[Excerpts from a dataset]
use async_trait::async_trait;
use chrono::{DateTime, Utc};
use parking_lot::Mutex;
use scylla::client::session::Session;
use std::collections::HashMap;
use std::sync::Arc;
use uuid::Uuid;

// ============================================================================
// Processed Event Set
// ============================================================================
//
// Maps event_id -> processing timestamp for one consumer group. The consumer
// writes the mark after the side effect ran and before it acknowledges the
// broker, so a crash in between is absorbed by the dedup check on redelivery.
//
// Stores must accept concurrent writers: one consumer task per partition may
// mark events at the same time (never the same event_id, since one order's
// events all share a partition).
//
// ============================================================================

#[async_trait]
pub trait ProcessedEventStore: Send + Sync {
    async fn is_processed(&self, event_id: Uuid) -> anyhow::Result<bool>;

    async fn mark_processed(&self, event_id: Uuid, processed_at: DateTime<Utc>)
        -> anyhow::Result<()>;

    /// Whether marks survive a process restart.
    fn is_durable(&self) -> bool;
}

/// Process-local set, lost on restart. Meant for tests and in-process mode.
#[derive(Default)]
pub struct InMemoryProcessedEventStore {
    processed: Mutex<HashMap<Uuid, DateTime<Utc>>>,
}

impl InMemoryProcessedEventStore {
    pub fn new() -> Self {
        Self::default()
    }

    pub fn processed_at(&self, event_id: Uuid) -> Option<DateTime<Utc>> {
        self.processed.lock().get(&event_id).copied()
    }

    pub fn len(&self) -> usize {
        self.processed.lock().len()
    }

    pub fn is_empty(&self) -> bool {
        self.processed.lock().is_empty()
    }
}

#[async_trait]
impl ProcessedEventStore for InMemoryProcessedEventStore {
    async fn is_processed(&self, event_id: Uuid) -> anyhow::Result<bool> {
        Ok(self.processed.lock().contains_key(&event_id))
    }

    async fn mark_processed(
        &self,
        event_id: Uuid,
        processed_at: DateTime<Utc>,
    ) -> anyhow::Result<()> {
        // First mark wins so the recorded timestamp is the original processing time
        self.processed.lock().entry(event_id).or_insert(processed_at);
        Ok(())
    }

    fn is_durable(&self) -> bool {
        false
    }
}

/// ScyllaDB-backed set, table `processed_events`.
pub struct ScyllaProcessedEventStore {
    session: Arc<Session>,
    consumer_group: String,
}

impl ScyllaProcessedEventStore {
    pub fn new(session: Arc<Session>, consumer_group: impl Into<String>) -> Self {
        Self {
            session,
            consumer_group: consumer_group.into(),
        }
    }
}

#[async_trait]
impl ProcessedEventStore for ScyllaProcessedEventStore {
    async fn is_processed(&self, event_id: Uuid) -> anyhow::Result<bool> {
        let result = self
            .session
            .query_unpaged(
                "SELECT processed_at FROM processed_events WHERE consumer_group = ? AND event_id = ?",
                (self.consumer_group.as_str(), event_id),
            )
            .await?;

        let rows = result.into_rows_result()?;
        Ok(rows.maybe_first_row::<(DateTime<Utc>,)>()?.is_some())
    }

    async fn mark_processed(
        &self,
        event_id: Uuid,
        processed_at: DateTime<Utc>,
    ) -> anyhow::Result<()> {
        self.session
            .query_unpaged(
                "INSERT INTO processed_events (consumer_group, event_id, processed_at) \
                 VALUES (?, ?, ?) IF NOT EXISTS",
                (self.consumer_group.as_str(), event_id, processed_at),
            )
            .await?;

        tracing::debug!(
            event_id = %event_id,
            consumer_group = %self.consumer_group,
            "Processed mark stored in ScyllaDB"
        );
        Ok(())
    }

    fn is_durable(&self) -> bool {
        true
    }
}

### YOUR OBJECTIVE
In which lines of the records does the word "String" appear? Copy each of them.

### TASK RESULT
    consumer_group: String,
    pub fn new(session: Arc<Session>, consumer_group: impl Into<String>) -> Self {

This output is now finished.